If you see speeds dramatically lower, run through this checklist. First, try a different cable. USB cables are one of the most common failure points for portable SSD performance. Second, test on a different port or a different machine if possible. Thermal throttling is another common issue: if the drive feels warm after a few minutes of use (particularly common during South African summer or in poorly ventilated setups), the NAND may be throttling to protect itself. Let it cool for ten minutes and run the benchmark again.

For students using portable SSDs to back up university project files or transfer large assets between a res room computer and a campus library workstation, understanding these numbers means knowing whether a slowdown during a late-night transfer is the drive or the connection.

FAQ

What speed should I expect from a portable NVMe SSD?
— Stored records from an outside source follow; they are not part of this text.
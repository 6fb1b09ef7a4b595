// ============================================================
// CELL VALUES
// ============================================================

use chrono::{NaiveDateTime, NaiveTime};
use serde::Serialize;

/// A single typed value in a column
#[derive(Debug, Clone, PartialEq, Serialize)]
#[serde(untagged)]
pub enum Cell {
    Null,
    Int(i64),
    Float(f64),
    Bool(bool),
    Temporal(NaiveDateTime),
    Text(String),
}

impl Cell {
    pub fn is_null(&self) -> bool {
        matches!(self, Cell::Null)
    }

    /// Numeric value of the cell, if it holds one
    pub fn as_f64(&self) -> Option<f64> {
        match self {
            Cell::Int(value) => Some(*value as f64),
            Cell::Float(value) => Some(*value),
            _ => None,
        }
    }
}

impl std::fmt::Display for Cell {
    fn fmt(&self, f: &mut std::fmt::Formatter<'_>) -> std::fmt::Result {
        match self {
            Cell::Null => write!(f, "NaN"),
            Cell::Int(value) => write!(f, "{}", value),
            Cell::Float(value) => write!(f, "{}", format_float(*value)),
            Cell::Bool(true) => write!(f, "True"),
            Cell::Bool(false) => write!(f, "False"),
            Cell::Temporal(value) if value.time() == NaiveTime::MIN => {
                write!(f, "{}", value.format("%Y-%m-%d"))
            }
            Cell::Temporal(value) => write!(f, "{}", value.format("%Y-%m-%d %H:%M:%S")),
            Cell::Text(value) => write!(f, "{}", value),
        }
    }
}

/// Whole floats keep a trailing `.0` so they read as floats
fn format_float(value: f64) -> String {
    if value.is_finite() && value.fract() == 0.0 && value.abs() < 1e16 {
        format!("{:.1}", value)
    } else {
        value.to_string()
    }
}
A quality USB 3.2 Gen 2 (10Gbps) portable NVMe SSD should deliver 900 to 1,050 MBps sequential read in benchmark tests. USB 3.2 Gen 2x2 (20Gbps) drives can reach 1,800 to 2,000 MBps. Thunderbolt 3/4 enclosures can exceed 2,500 MBps.

My SSD shows only 40 MBps. What is wrong?

That speed indicates a USB 2.0 connection. Either the cable is USB 2.0, the port is USB 2.0, or a faulty cable is falling back to a lower USB mode. Replace the cable first, then try a different port.

Does a full portable SSD benchmark slower?

Yes. Flash storage loses write performance as it fills up because less free NAND is available for write buffering and wear leveling. Keep at least 10 to 15 percent of the drive free for sustained performance.